Bhavish Jugurnath souligne l’importance de surveiller attentivement la dette publique dans le prochain budget. « Le mot clé devrait être la croissance économique. C’est un facteur déterminant pour que le niveau de la dette n’ait pas un impact significatif dans le pays », avance-t-il. En effet, poursuit-il, un taux de croissance élevé générera beaucoup de taxes. Selon Tahir Wahab, il est impératif de stimuler l’économie en érigeant de nouveaux piliers et en mettant en œuvre des politiques stratégiques pour favoriser la croissance, générer des emplois et accroître la productivité. Par exemple, il estime qu’il devrait y avoir des mesures pour soutenir les petites et moyennes entreprises (PME), promouvoir les industries orientées vers l’exportation à travers des mesures de facilitation des échanges, des initiatives d’accès aux marchés et des incitations à l’investissement. « Ces mesures permettront de diversifier l’économie et de réduire la dépendance aux importations », indique-t-il.


Tengur
Suttyhudeo Tengur,
 président de l’APEC. 

Suttyhudeo Tengur avance que s’il était le ministre des Finances, il favoriserait la croissance des secteurs qui apportent de la valeur ajoutée à l’économie, notamment l’agriculture et l’économie océanique. « À part les légumes et une production sucrière qui se rétrécit, notre dépendance alimentaire de l’étranger est très lourde. Le gouvernement a la capacité de stimuler à nouveau le secteur agricole et la pêche, ainsi que l’élevage, et pourquoi pas, de dépasser l’autosuffisance pour envisager même l’exportation », propose-t-il. Selon lui, il faut donner les moyens à la jeunesse, les former avec un soutien financier afin de les attirer vers la terre. 

Protection contre les effets du changement climatique 

Selon Renganaden Padayachy, dans le prochain budget, une attention spéciale sera accordée aux mesures visant à protéger l’environnement. Bhavish Jugurnath affirme qu’une façon de le faire est en investissant dans la recherche et le développement pour promouvoir des technologies et des infrastructures plus écologiques. « En outre, le gouvernement peut utiliser des mesures fiscales et des subventions pour promouvoir la décarbonisation, comme l’imposition de taxes sur le carbone et la réduction des subventions aux combustibles fossiles », ajoute-t-il.

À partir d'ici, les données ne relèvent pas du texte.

impl TextBuffer {
    /// Create a buffer by splitting `text` at every newline.
    pub fn new(text: &str) -> Self {
        let lines = text.split('\n').map(String::from).collect();

        TextBuffer { lines }
    }

    /// Create a buffer from a list of lines.
    pub fn from_lines(lines: Vec<String>) -> Self {
        if lines.is_empty() {
            return TextBuffer::default();
        }

        TextBuffer { lines }
    }

    /// The buffer's contents, with lines joined by newlines.
    pub fn text(&self) -> String {
        self.lines.join("\n")
    }

    /// The buffer's lines.
    pub fn lines(&self) -> &[String] {
        &self.lines
    }

    /// The number of lines.
    pub fn get_lines(&self) -> usize {
        self.lines.len()
    }

    /// The size of the buffer's text in bytes, counting line breaks.
    pub fn byte_len(&self) -> usize {
        self.lines.iter().map(String::len).sum::<usize>() + self.lines.len() - 1
    }

    /// The index of the last line.
    pub fn max_line_idx(&self) -> usize {
        self.lines.len().saturating_sub(1)
    }

    /// The text of a line, or an empty string past the end of the buffer.
    pub fn line(&self, y: usize) -> &str {
        self.lines.get(y).map(String::as_str).unwrap_or("")
    }

    /// The number of characters in a line.
    pub fn get_columns(&self, y: usize) -> usize {
        self.line(y).chars().count()
    }

    /// The largest column a cursor may have on a line.
    ///
    /// When `lastcol` is true the cursor may sit after the last character, as it does in Insert
    /// mode.
    pub fn max_column_idx(&self, y: usize, lastcol: bool) -> usize {
        let len = self.get_columns(y);

        if lastcol {
            len
        } else {
            len.saturating_sub(1)
        }
    }

    /// Move a cursor back inside the buffer, honoring its column goal.
    pub fn clamp(&self, cursor: &mut Cursor, lastcol: bool) {
        cursor.y = cursor.y.min(self.max_line_idx());

        let max = self.max_column_idx(cursor.y, lastcol);
        cursor.x = cursor.xgoal.min(max);
    }

    /// Move a cursor back inside the buffer, making its current column the column goal.
    pub fn clamp_x(&self, cursor: &mut Cursor, lastcol: bool) {
        cursor.y = cursor.y.min(self.max_line_idx());

        let max = self.max_column_idx(cursor.y, lastcol);
        cursor.set_x(cursor.x.min(max));
    }

    /// The character at a position, or `None` at the end of a line.
    pub fn char_at(&self, cursor: &Cursor) -> Option<char> {
        self.line(cursor.y).chars().nth(cursor.x)
    }

    /// The column of the first non-blank character of a line.
    ///
    /// On a line containing only whitespace, this is the line's last column.
    pub fn first_word(&self, y: usize) -> usize {
        let line = self.line(y);

        match line.chars().position(|c| !c.is_whitespace()) {
            Some(x) => x,
            None => line.chars().count().saturating_sub(1),
        }
    }

    /// Whether a position is at the end of its line.
    pub fn is_eol(&self, cursor: &Cursor) -> bool {
        cursor.x >= self.get_columns(cursor.y)
    }

    /// Whether a position is on an empty line.
    pub fn is_empty_line(&self, y: usize) -> bool {
        self.line(y).is_empty()
    }

    /// The position after a character, treating the end of each line as a position.
    pub fn next_pos(&self, cursor: &Cursor) -> Option<Cursor> {
        if cursor.x < self.get_columns(cursor.y) {
            Some(Cursor::new(cursor.y, cursor.x + 1))
        } else if cursor.y < self.max_line_idx() {
            Some(Cursor::new(cursor.y + 1, 0))
        } else {
            None
        }
    }

    /// The position before a character, treating the end of each line as a position.
    pub fn prev_pos(&self, cursor: &Cursor) -> Option<Cursor> {
        if cursor.x > 0 {
            Some(Cursor::new(cursor.y, cursor.x.min(self.get_columns(cursor.y)) - 1))
        } else if cursor.y > 0 {
            Some(Cursor::new(cursor.y - 1, self.get_columns(cursor.y - 1)))
        } else {
            None
        }
    }

    /// The position just past the end of the text.
    pub fn end_of_buffer(&self) -> Cursor {
        let y = self.max_line_idx();

        Cursor::new(y, self.get_columns(y))
    }

    /// The exclusive end of a range that includes the character at `cursor`.
    ///
    /// For a position at the end of a line, this includes the line break.
    pub fn after(&self, cursor: &Cursor) -> Cursor {
        if cursor.x < self.get_columns(cursor.y) {
            Cursor::new(cursor.y, cursor.x + 1)
        } else if cursor.y < self.max_line_idx() {
            Cursor::new(cursor.y + 1, 0)
        } else {
            self.end_of_buffer()
        }
    }

    fn normalize(&self, cursor: &Cursor) -> (usize, usize) {
        let y = cursor.y.min(self.max_line_idx());
        let x = cursor.x.min(self.get_columns(y));

        (y, x)
    }

    /// The text between two positions, `start` inclusive and `end` exclusive.
    pub fn slice(&self, start: &Cursor, end: &Cursor) -> String {
        let (sy, sx) = self.normalize(start);
        let (ey, ex) = self.normalize(end);

        if (sy, sx) >= (ey, ex) {
            return String::new();
        }

        let first = self.line(sy);

        if sy == ey {
            return first[byte_offset(first, sx)..byte_offset(first, ex)].to_string();
        }

        let last = self.line(ey);
        let mut res = String::from(&first[byte_offset(first, sx)..]);

        for line in &self.lines[sy + 1..ey] {
            res.push('\n');
            res.push_str(line);
        }

        res.push('\n');
        res.push_str(&last[..byte_offset(last, ex)]);

        res
    }

    /// Remove the text between two positions, returning it.
    pub fn delete(&mut self, start: &Cursor, end: &Cursor) -> String {
        let (sy, sx) = self.normalize(start);
        let (ey, ex) = self.normalize(end);

        if (sy, sx) >= (ey, ex) {
            return String::new();
        }

        let removed = self.slice(start, end);
        let first = self.line(sy);
        let last = self.line(ey);
        let joined = format!("{}{}", &first[..byte_offset(first, sx)], &last[byte_offset(last, ex)..]);

        self.lines.splice(sy..=ey, std::iter::once(joined));

        removed
    }

    /// Insert text at a position, returning the position just after the inserted text.
    pub fn insert_text(&mut self, at: &Cursor, text: &str) -> Cursor {
        let (y, x) = self.normalize(at);
        let line = self.line(y);
        let off = byte_offset(line, x);
        let prefix = line[..off].to_string();
        let suffix = line[off..].to_string();

        let mut parts: Vec<&str> = text.split('\n').collect();
        let last = parts.pop().unwrap_or("");

        if parts.is_empty() {
            self.lines[y] = format!("{prefix}{last}{suffix}");

            return Cursor::new(y, x + last.chars().count());
        }

        let mut new_lines = Vec::with_capacity(parts.len() + 1);
        new_lines.push(format!("{prefix}{}", parts[0]));
        new_lines.extend(parts[1..].iter().map(|s| s.to_string()));
        new_lines.push(format!("{last}{suffix}"));

        let end = Cursor::new(y + new_lines.len() - 1, last.chars().count());
        self.lines.splice(y..=y, new_lines);

        end
    }

    /// Copy the lines from `start` to `end`, inclusive.
    pub fn get_line_range(&self, start: usize, end: usize) -> Vec<String> {
        let end = end.min(self.max_line_idx());

        if start > end {
            return vec![];
        }

        self.lines[start..=end].to_vec()
    }

    /// Remove the lines from `start` to `end`, inclusive, returning them.
    ///
    /// Removing every line leaves a single empty line behind.
    pub fn delete_lines(&mut self, start: usize, end: usize) -> Vec<String> {
        let end = end.min(self.max_line_idx());

        if start > end {
            return vec![];
        }

        let removed = self.lines.drain(start..=end).collect();

        if self.lines.is_empty() {
            self.lines.push(String::new());
        }

        removed
    }

    /// Delete every line whose index appears in `ys`, which must be sorted.
    ///
    /// Returns how many lines were removed.
    pub fn delete_each_line(&mut self, ys: &[usize]) -> usize {
        let before = self.lines.len();
        let mut ys = ys.iter().peekable();
        let mut idx = 0;

        self.lines.retain(|_| {
            let hit = ys.next_if(|y| **y == idx).is_some();
            idx += 1;
            !hit
        });

        if self.lines.is_empty() {
            self.lines.push(String::new());
        }

        before - self.lines.len()
    }

    /// Insert lines so that the first of them has index `at`.
    pub fn insert_lines(&mut self, at: usize, lines: Vec<String>) {
        let at = at.min(self.lines.len());

        self.lines.splice(at..at, lines);
    }

    /// Replace the lines from `start` to `end`, inclusive.
    pub fn replace_lines(&mut self, start: usize, end: usize, lines: Vec<String>) {
        let end = end.min(self.max_line_idx());
        let start = start.min(end);

        self.lines.splice(start..=end, lines);

        if self.lines.is_empty() {
            self.lines.push(String::new());
        }
    }

    /// Replace the text of a line.
    pub fn set_line(&mut self, y: usize, text: String) {
        if let Some(line) = self.lines.get_mut(y) {
            *line = text;
        }
    }

    /// Join `count` lines starting at `y` into one, returning the column where the last join
    /// happened.
    ///
    /// When `spaces` is true, the joined lines lose their leading whitespace and are separated
    /// by a single space, as Vim's `J` does. Otherwise the lines are concatenated as they are.
    /// Returns `None` when there is no following line to join.
    pub fn join_lines(&mut self, y: usize, count: usize, spaces: bool) -> Option<usize> {
        if y >= self.max_line_idx() {
            return None;
        }

        let joins = count.saturating_sub(1).max(1).min(self.max_line_idx() - y);
        let mut col = 0;

        for _ in 0..joins {
            let next = self.lines.remove(y + 1);
            let cur = &mut self.lines[y];

            if !spaces {
                col = cur.chars().count();
                cur.push_str(&next);
                continue;
            }

            let next = next.trim_start();
            let len = cur.chars().count();

            if next.is_empty() {
                col = len;
            } else if cur.is_empty() || cur.ends_with(char::is_whitespace) || next.starts_with(')') {
                col = len;
                cur.push_str(next);
            } else {
                col = len;
                cur.push(' ');
                cur.push_str(next);
            }
        }

        Some(col)
    }
}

De plus, il avance que le gouvernement peut montrer l’exemple avec des règles de conduite plus vertes au niveau national. « Cependant, la mise en œuvre effective des mesures annoncées est cruciale », appuie-t-il.

Un avis partagé par Tahir Wahab. Il estime qu’il faut d’abord mettre en œuvre des projets d’infrastructures vertes tels que des espaces verts, des forêts urbaines et des trottoirs perméables pour atténuer les impacts du changement climatique comme les inondations. Par ailleurs, il avance qu’il faut investir dans les énergies renouvelables. « La transition vers des sources d’énergie renouvelables telles que l’énergie solaire, éolienne et hydroélectrique pour réduire la dépendance aux combustibles fossiles permettra de minimiser les émissions de gaz à effet de serre et de promouvoir la sécurité et l’indépendance énergétique », soutient-il. L’observateur économique propose également l’adoption des pratiques agricoles résilientes telles que l’agroforesterie, la diversification des cultures et la gestion durable de l’eau pour renforcer la sécurité alimentaire. « En outre, des stratégies d’adaptation climatique et des plans de résilience aux niveaux local, régional et national peuvent être élaborés pour répondre aux impacts du changement climatique », recommande-t-il.

De son côté, Suttyhudeo Tengur affirme que la consommation et l’environnement sont les deux sphères qui domineront les siècles à venir. Ce dernier rappelle qu’un plan d’action à court et moyen termes pour lutter contre le réchauffement climatique, les inondations entre autres, est toujours attendu du gouvernement actuel. « Cependant, jusqu’à présent, il n’y a eu que des effets d’annonces », martèle-t-il.